Management - Device & Surgical Therapy
Device Therapy:
* ICD (Implantable Cardiverter Defibrillator): For primary or secondary prevention of sudden
cardiac death in patients with HFrEF and life expectancy >1 year.
* CRT (Cardiac Resynchronization Therapy): For patients with HFrEF (EF ≤35%) and a broad QRS
complex (≥150ms) on ECG. Improves symptoms and mortality by coordinating ventricular
contraction.
Surgical Options:
* Revascularization (CABG): If coronary artery disease is the cause.
* Valve Surgery/Intervention: For severe primary valvular disease.
* Heart Transplantation: Final option for selected end-stage patients.
* LVAD (Left Ventricular Assist Device): "Destination therapy" for those ineligible for transplant or
as a "bridge to transplant".

Management of HFpEF:
* Focuses on treating the cause (e.g., aggressive BP control).
* Diuretics for symptom relief.
* SGLT2 inhibitors now have a role.
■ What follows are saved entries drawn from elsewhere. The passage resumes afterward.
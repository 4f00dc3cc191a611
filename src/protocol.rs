//! Public protocol structs for WebSocket and HTTP endpoints (serde ready).
//! Keep this small and stable to evolve backend and frontend independently.

use serde::{Deserialize, Serialize};
use serde_json::Value;

use crate::blocks::resolve::{SelectionReason, VideoRef};
use crate::blocks::schema::{BlockType, DayBlock};
use crate::blocks::PrimaryResource;

/// Messages the authoring client can send over WebSocket.
#[derive(Debug, Deserialize)]
#[serde(tag = "type", rename_all = "snake_case")]
pub enum ClientWsMessage {
    Ping,
    OpenDay {
        lab: String,
        day: u32,
    },
    AddBlock {
        #[serde(rename = "blockType")]
        block_type: String,
        #[serde(default)]
        index: Option<usize>,
    },
    UpdateBlock {
        block: Value,
    },
    RemoveBlock {
        #[serde(rename = "blockId")]
        block_id: String,
    },
    MoveBlock {
        #[serde(rename = "blockId")]
        block_id: String,
        to: usize,
    },
    SetPrimary {
        #[serde(rename = "blockId")]
        block_id: String,
    },
    SetPrompt {
        text: String,
    },
    Undo,
    Redo,
    Save,
}

/// Messages the server sends back over WebSocket.
#[derive(Debug, Serialize)]
#[serde(tag = "type", rename_all = "snake_case")]
pub enum ServerWsMessage {
    Pong,
    Session {
        session: SessionOut,
    },
    Saved {
        day: DayOut,
        session: SessionOut,
    },
    Error {
        code: &'static str,
        message: String,
    },
}

/// Current state of an authoring session.
#[derive(Debug, Serialize)]
#[serde(rename_all = "camelCase")]
pub struct SessionOut {
    pub lab_slug: String,
    pub day_number: u32,
    pub title: String,
    pub blocks: Vec<DayBlock>,
    pub discussion_prompt: String,
    pub can_undo: bool,
    pub can_redo: bool,
    pub dirty: bool,
}

/// Which block drives the day's gating and progress UI.
#[derive(Debug, Serialize, PartialEq)]
#[serde(rename_all = "camelCase")]
pub struct PrimaryOut {
    pub block_id: String,
    pub index: usize,
    pub block_type: BlockType,
    pub reason: SelectionReason,
    pub gating: bool,
    pub video: Option<VideoRef>,
}

pub fn to_primary_out(p: &PrimaryResource<'_>) -> PrimaryOut {
    PrimaryOut {
        block_id: p.block.id.clone(),
        index: p.index,
        block_type: p.block.block_type(),
        reason: p.reason,
        gating: p.gating,
        video: p.video.clone(),
    }
}

//
// HTTP request/response DTOs
//

#[derive(Serialize)]
pub struct HealthOut {
    pub ok: bool,
}

#[derive(Debug, Serialize)]
#[serde(rename_all = "camelCase")]
pub struct LabOut {
    pub slug: String,
    pub title: String,
    pub description: String,
    pub day_count: usize,
}

#[derive(Debug, Serialize)]
#[serde(rename_all = "camelCase")]
pub struct DaySummaryOut {
    pub day_number: u32,
    pub title: String,
    pub summary: String,
    pub block_count: usize,
    pub primary_type: Option<BlockType>,
    pub gating: bool,
}

/// Learner view of a day (also returned after a save).
#[derive(Debug, Serialize)]
#[serde(rename_all = "camelCase")]
pub struct DayOut {
    pub lab_slug: String,
    pub day_number: u32,
    pub title: String,
    pub video_url: Option<String>,
    pub revision: u64,
    pub blocks: Vec<DayBlock>,
    pub discussion_prompt: String,
    pub has_custom_prompt: bool,
    pub primary: Option<PrimaryOut>,
}

/// Admin save. Blocks arrive as loose JSON and go through the same normalizer as stored content.
#[derive(Debug, Deserialize)]
#[serde(rename_all = "camelCase")]
pub struct SaveDayIn {
    #[serde(default)]
    pub title: Option<String>,
    pub blocks: Vec<Value>,
    #[serde(default)]
    pub discussion_prompt: Option<String>,
}

#[derive(Debug, Deserialize)]
pub struct CreateBlockIn {
    #[serde(rename = "type")]
    pub block_type: String,
}

#[derive(Debug, Deserialize)]
#[serde(rename_all = "camelCase")]
pub struct ParseIn {
    #[serde(default)]
    pub content: Option<String>,
    #[serde(default)]
    pub video_url: Option<String>,
}

#[derive(Debug, Serialize)]
#[serde(rename_all = "camelCase")]
pub struct ParseOut {
    pub blocks: Vec<DayBlock>,
    pub discussion_prompt: String,
    pub primary: Option<PrimaryOut>,
    pub summary: String,
}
No other disease-modifying drugs have
proven mortality benefit.

Complications & Prognosis
Common Complications:
* Renal Impairment (Cardiorenal Syndrome): Worsening renal function due to low cardiac output or
diuretic overuse.
* Cardiac Arrhythmias: Atrial Fibrillation (common), Ventricular Tachyarrhythmias (can cause sudden
death).
* Thromboembolism: Risk of stroke and PE due to stasis in dilated chambers (especially in AF).
* Hepatic Dysfunction: Due to chronic venous congestion.
* Cardiac Cachexia: Severe weight loss and muscle wasting due to chronic catabolic state.
Prognosis:
* Remains serious. Mortality compares to many cancers.
* Poor prognostic indicators: Advanced age, low ejection fraction, low systolic BP, renal impairment,
elevated natriuretic peptides, frequent hospitalizations.
* Modern evidence-based pharmacotherapy has significantly improved survival and quality of life.

Summary & Key Takeaways
* Heart Failure is a clinical syndrome, not a single disease.
* Classification by EF (HFrEF vs. HFpEF) is critical for guiding management.
* BNP/NT-proBNP and Echocardiography are the key diagnostic tests.
* Management of HFrEF is based on four pillars of disease-modifying therapy: ACE-i/ARNI, Beta-
Blocker, MRA, SGLT2i.
* Diuretics are for symptom relief; they do not improve survival alone.
* Device therapy (ICD/CRT) plays a vital role in selected patients.
* Identifying and treating the underlying cause is essential.